Torn between his loyalty to Caesar and his allegiance to the state, Brutus becomes the tragic hero of the play. He appears on stage only a few times before he's assassinated in the middle of Act 3, Scene 1.
Cassius, on the other hand, does not consider it to be so bad. Brutus' reputation is so great that it will act to convince others who are as yet undecided to join.

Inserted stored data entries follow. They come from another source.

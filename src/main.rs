// This is the entry point of the Discord activity bot.
//
// **Architecture Overview:**
// - `core/` = Business logic (platform-agnostic)
// - `infra/` = Implementations of core traits (files, OpenAI API)
// - `discord/` = Discord-specific adapters (commands, events, actions)
//
// This file's job is to:
// 1. Load configuration
// 2. Initialize services (dependency injection)
// 3. Set up the Discord framework
// 4. Route gateway events through the filter to the actions

// These attrs point each module declaration at a more descriptive root file
// so we don't end up with half a dozen mod.rs files that all look the same.
#[path = "core/core_layer.rs"]
mod core;
#[path = "discord/discord_layer.rs"]
mod discord;
#[path = "infra/infra_layer.rs"]
mod infra;

use crate::core::activity::{ActivityLogger, LogEntry, ReactionSummary};
use crate::core::config::BotConfig;
use crate::core::export::CollectionGuard;
use crate::core::openai::OpenAiService;
use crate::core::triggers::{EventFilter, MessageEvent, ReactionEvent, Trigger};
use crate::discord::actions::{
    self, chat, collect_history, collect_members, greeting, markers, ocr, stats, transcribe,
};
use crate::discord::{Data, Error};
use crate::infra::activity::FileActivityStore;
use crate::infra::export::ExportWriter;
use crate::infra::openai::OpenAiClient;
use poise::serenity_prelude as serenity;
use std::sync::Arc;

const DEFAULT_SYSTEM_PROMPT: &str =
    "You are a friendly, knowledgeable Discord assistant. Keep replies concise and helpful.";

/// Event handler for non-command Discord events: the message and reaction
/// paths the whole bot revolves around.
async fn event_handler(
    ctx: &serenity::Context,
    event: &serenity::FullEvent,
    _framework: poise::FrameworkContext<'_, Data, Error>,
    data: &Data,
) -> Result<(), Error> {
    match event {
        serenity::FullEvent::Message { new_message } => {
            handle_message(ctx, data, new_message).await
        }
        serenity::FullEvent::ReactionAdd { add_reaction } => {
            handle_reaction(ctx, data, add_reaction).await
        }
        _ => Ok(()),
    }
}

async fn handle_message(
    ctx: &serenity::Context,
    data: &Data,
    message: &serenity::Message,
) -> Result<(), Error> {
    let bot_id = ctx.cache.current_user().id.get();

    let event = MessageEvent {
        channel_id: message.channel_id.get(),
        author_id: message.author.id.get(),
        author_is_bot: message.author.bot,
        content: message.content.clone(),
        attachment_names: message
            .attachments
            .iter()
            .map(|a| a.filename.clone())
            .collect(),
    };

    let triggers = data.filter.filter_message(&event, bot_id);

    if data.config.features.debug_logging && event.channel_id == data.config.target_channel_id {
        tracing::debug!(
            author = %message.author.name,
            ?triggers,
            "message in watched channel"
        );
    }

    // Activity logging is independent of trigger dispatch: plain chatter is
    // recorded even when it fires no action.
    if data.filter.should_log(&event, bot_id) {
        let entry = LogEntry {
            timestamp: actions::to_utc(message.timestamp),
            author_id: message.author.id.get(),
            author_name: message.author.name.clone(),
            content: message.content.clone(),
            attachment_urls: message.attachments.iter().map(|a| a.url.clone()).collect(),
            reactions: message
                .reactions
                .iter()
                .map(|r| ReactionSummary {
                    emoji: r.reaction_type.to_string(),
                    count: r.count,
                })
                .collect(),
            message_id: message.id.get(),
        };

        if let Err(e) = data.activity.record(event.channel_id, &entry).await {
            // Logged and carried on: a failed append must not take the
            // handler down with it.
            tracing::error!("failed to record activity: {e}");
        }
    }

    for trigger in triggers {
        match trigger {
            // Attachment and keyword matches get the capability emoji
            // pre-added; the heavy action runs when a human clicks it.
            Trigger::ImageOcr => {
                markers::invite_reaction(ctx, message, &data.config.emojis.image_ocr.canonical)
                    .await;
            }
            Trigger::VoiceTranscribe => {
                markers::invite_reaction(
                    ctx,
                    message,
                    &data.config.emojis.voice_transcribe.canonical,
                )
                .await;
            }
            Trigger::ChatCollect => {
                markers::invite_reaction(ctx, message, &data.config.emojis.chat_collect.canonical)
                    .await;
            }
            Trigger::MemberCollect => {
                markers::invite_reaction(
                    ctx,
                    message,
                    &data.config.emojis.member_collect.canonical,
                )
                .await;
            }
            Trigger::RoomStats => {
                markers::invite_reaction(ctx, message, &data.config.emojis.room_stats.canonical)
                    .await;
            }
            Trigger::ChatReply => {
                if let Err(e) = chat::run(ctx, data, message).await {
                    tracing::error!("chat reply action failed: {e}");
                }
            }
            Trigger::BasicReply => {
                if let Err(e) = greeting::run(ctx, data, message).await {
                    tracing::error!("greeting action failed: {e}");
                }
            }
        }
    }

    Ok(())
}

async fn handle_reaction(
    ctx: &serenity::Context,
    data: &Data,
    reaction: &serenity::Reaction,
) -> Result<(), Error> {
    let bot_id = ctx.cache.current_user().id.get();

    let event = ReactionEvent {
        channel_id: reaction.channel_id.get(),
        user_id: reaction.user_id.map(|u| u.get()).unwrap_or_default(),
        user_is_bot: reaction
            .member
            .as_ref()
            .map(|m| m.user.bot)
            .unwrap_or(false),
        emoji: reaction.emoji.to_string(),
    };

    let Some(trigger) = data.filter.filter_reaction(&event, bot_id) else {
        return Ok(());
    };

    // Fetch the message over HTTP so reactions on uncached messages work too.
    let message = reaction.message(&ctx.http).await?;

    let outcome = match trigger {
        Trigger::ImageOcr => ocr::run(ctx, data, &message).await,
        Trigger::VoiceTranscribe => transcribe::run(ctx, data, &message).await,
        Trigger::ChatCollect => collect_history::run_from_reaction(ctx, data, &message).await,
        Trigger::MemberCollect => collect_members::run_from_reaction(ctx, data, &message).await,
        Trigger::RoomStats => stats::run_from_reaction(ctx, data, &message).await,
        // Reactions never map to the conversational triggers.
        Trigger::ChatReply | Trigger::BasicReply => Ok(()),
    };

    if let Err(e) = outcome {
        tracing::error!(?trigger, "reaction action failed: {e}");
        let _ = message
            .reply(&ctx.http, "Something went wrong while handling that reaction.")
            .await;
    }

    Ok(())
}

#[tokio::main]
async fn main() {
    // Initialize logging so we can see what's happening
    tracing_subscriber::fmt::init();

    // Load environment variables from .env file (if it exists)
    dotenv::dotenv().ok();

    // Both secrets are hard requirements; fail loudly before connecting.
    let token = std::env::var("DISCORD_TOKEN").expect(
        "Missing DISCORD_TOKEN environment variable! Create a .env file with your bot token.",
    );
    let openai_api_key = std::env::var("OPENAI_API_KEY")
        .expect("Missing OPENAI_API_KEY environment variable! The AI features need it.");

    let config = Arc::new(
        BotConfig::from_env().expect("Invalid bot configuration, check your environment"),
    );

    // ========================================================================
    // DEPENDENCY INJECTION
    // ========================================================================
    // Create our services with their dependencies.
    // This is the "composition root" where we wire everything together.

    let filter = Arc::new(EventFilter::new(Arc::clone(&config)));

    let activity_store = FileActivityStore::new(&config.log_dir);
    let activity = Arc::new(ActivityLogger::new(activity_store));

    let system_prompt =
        std::env::var("OPENAI_SYSTEM_PROMPT").unwrap_or_else(|_| DEFAULT_SYSTEM_PROMPT.to_string());
    let openai_client = OpenAiClient::new(openai_api_key);
    let openai = Arc::new(OpenAiService::new(
        openai_client,
        config.models.clone(),
        &config.limits,
        system_prompt,
    ));

    let exports = Arc::new(ExportWriter::new(&config.export_dir));

    let data = Data {
        config: Arc::clone(&config),
        filter,
        activity,
        openai,
        exports,
        collection_guard: Arc::new(CollectionGuard::new()),
    };

    // ========================================================================
    // DISCORD FRAMEWORK SETUP
    // ========================================================================
    // Configure the poise framework with our commands and settings.

    let intents = serenity::GatewayIntents::GUILD_MESSAGES
        | serenity::GatewayIntents::MESSAGE_CONTENT // Required to read message content
        | serenity::GatewayIntents::GUILDS
        | serenity::GatewayIntents::GUILD_MEMBERS
        | serenity::GatewayIntents::GUILD_MESSAGE_REACTIONS;

    let framework = poise::Framework::builder()
        .options(poise::FrameworkOptions {
            // Register all our commands here
            commands: vec![
                discord::commands::features::features(),
                discord::commands::features::reactions(),
                discord::commands::room_stats::roomstats(),
                discord::commands::collect::collect_history(),
                discord::commands::collect::collect_members(),
            ],
            // Event handler for messages and reactions
            event_handler: |ctx, event, framework, data| {
                Box::pin(event_handler(ctx, event, framework, data))
            },
            ..Default::default()
        })
        .setup(move |ctx, ready, framework| {
            Box::pin(async move {
                println!("🤖 Bot is starting up...");

                // Register slash commands globally (can take up to an hour to propagate)
                poise::builtins::register_globally(ctx, &framework.options().commands).await?;

                println!("✅ Commands registered!");
                println!("==================================================");
                println!("Logged in as {} ({})", ready.user.name, ready.user.id);
                println!("Guilds: {}", ready.guilds.len());
                println!("Watched channel: {}", data.config.target_channel_id);
                println!("Features:");
                for (name, enabled) in data.config.features.entries() {
                    println!("  {} {}", if enabled { "✅" } else { "❌" }, name);
                }
                println!("Reactions:");
                for (capability, emoji) in data.config.emojis.entries() {
                    println!("  {emoji} {capability}");
                }
                println!("==================================================");
                println!("🚀 Bot is ready!");

                Ok(data)
            })
        })
        .build();

    // Create the client and start the bot
    let mut client = serenity::ClientBuilder::new(token, intents)
        .framework(framework)
        .await
        .expect("Error creating client");

    client.start().await.expect("Error running bot");
}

Brutus ' uncle, Quintus Servilius Caepio, adopted him in about 59 BC, and Brutus was known officially for a time as Quintus Servilius Caepio Brutus before he reverted to using his birth-name.
Fare you well.
Brutus' character is made even more complex by his unconscious hypocrisy. Clearly pleasure is not the greatest good for him now, as the idea of suicide clearly is not pleasing, yet he does it anyways because he feels remorse for his friend.
The crowd eats it up, of course. In the tent at Sardis, after learning of Portia's death and believing that Cassius is bringing discredit on the republican cause, Brutus becomes most isolated.
It is believed that only the most honourable men of men can contain these emotions, and it is weak and unfit for one to let these emotions control them. Both A Raisin in the Sun and Julius Caesar were written for the stage; therefore their characters become more obvious and more thoroughly portrayed than in a book, for example.
At the beginning of the book, the reader believes that the Julius Caesar is the main character and that the whole book will revolve around him. Yet while Caesar may not be unduly power-hungry, he does possess his share of flaws.